Hint: I purchased round plastic screens from an Asian grocery many years ago to make working with rice paper a breeze. I use them often and strongly recommend them.
Ingredients
  • Dipping Sauce:
  • ⅓ c fresh lime juice
  • 2 T liquid honey
  • 2 T fish sauce
  • 2 t rice vinegar
  • 2 t finely minced ginger root
  • pinch red pepper flakes
  • Spring Rolls:
  • 2 T peanut butter or almond butter
  • 1½ c cooked pearl or pot barley
  • ⅓ c chopped fresh cilantro or parsley
  • 10 large rice paper wrappers
  • 1 small sweet red pepper, cut into strips
  • 10 large cooked shrimp, peeled and cut into half lengthwise (mine were smaller so I kept them whole)
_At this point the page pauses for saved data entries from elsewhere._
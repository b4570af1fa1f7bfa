// marketplace/src/models/mod.rs

//! Rows the pipelines read and write. The schema itself is owned elsewhere;
//! these mirror the columns this service touches.

pub mod cart;
pub mod listing;
pub mod market_box;
pub mod order;
pub mod order_item;
pub mod payment;
pub mod tier;

pub use cart::{CartItemInput, CheckoutRequest, MarketBoxItemInput, SessionBoxItem};
pub use listing::{
  AvailabilityWindow, CartSelection, Listing, ListingMarket, ListingStatus, MarketSchedule, MarketType,
  VerticalSettings,
};
pub use market_box::{
  MarketBoxOffering, MarketBoxPickup, MarketBoxSubscription, NewMarketBoxSubscription, PickupStatus,
  SubscriptionStatus,
};
pub use order::{Order, OrderStatus, Vertical};
pub use order_item::{ItemStatus, OrderItem, PickupSnapshot};
pub use payment::{Payment, PaymentStatus};
pub use tier::{BillingCycle, TierAccount, TierRecord, TierStatus};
  • 1 small mango, cut into thin strips
  • 2 c shredded cabbage or pre-cut cole slaw
Instructions
  1. To make dipping sauce:
  2. In a small saucepan, combine lime juice, honey, fish sauce, vinegar, ginger root, garlic and red pepper flakes.
  3. Heat gently, stirring, just until honey melts.
  4. Set aside.
  5. To make spring rolls:
  6. In a small bowl gradually add 1 to 2 T dipping sauce to peanut butter, whisking until blended, smooth and the consistency of a thick sauce.
  7. Stir peanut butter mixture and cilantro into barley.
  8. Set aside.
  9. Fill a pie plate with or shallow plate with warm water.
  10. Place a rice paper in water and soak for 5 seconds.
  11. Remove and place on work surface until soft and pliable, about 30 seconds.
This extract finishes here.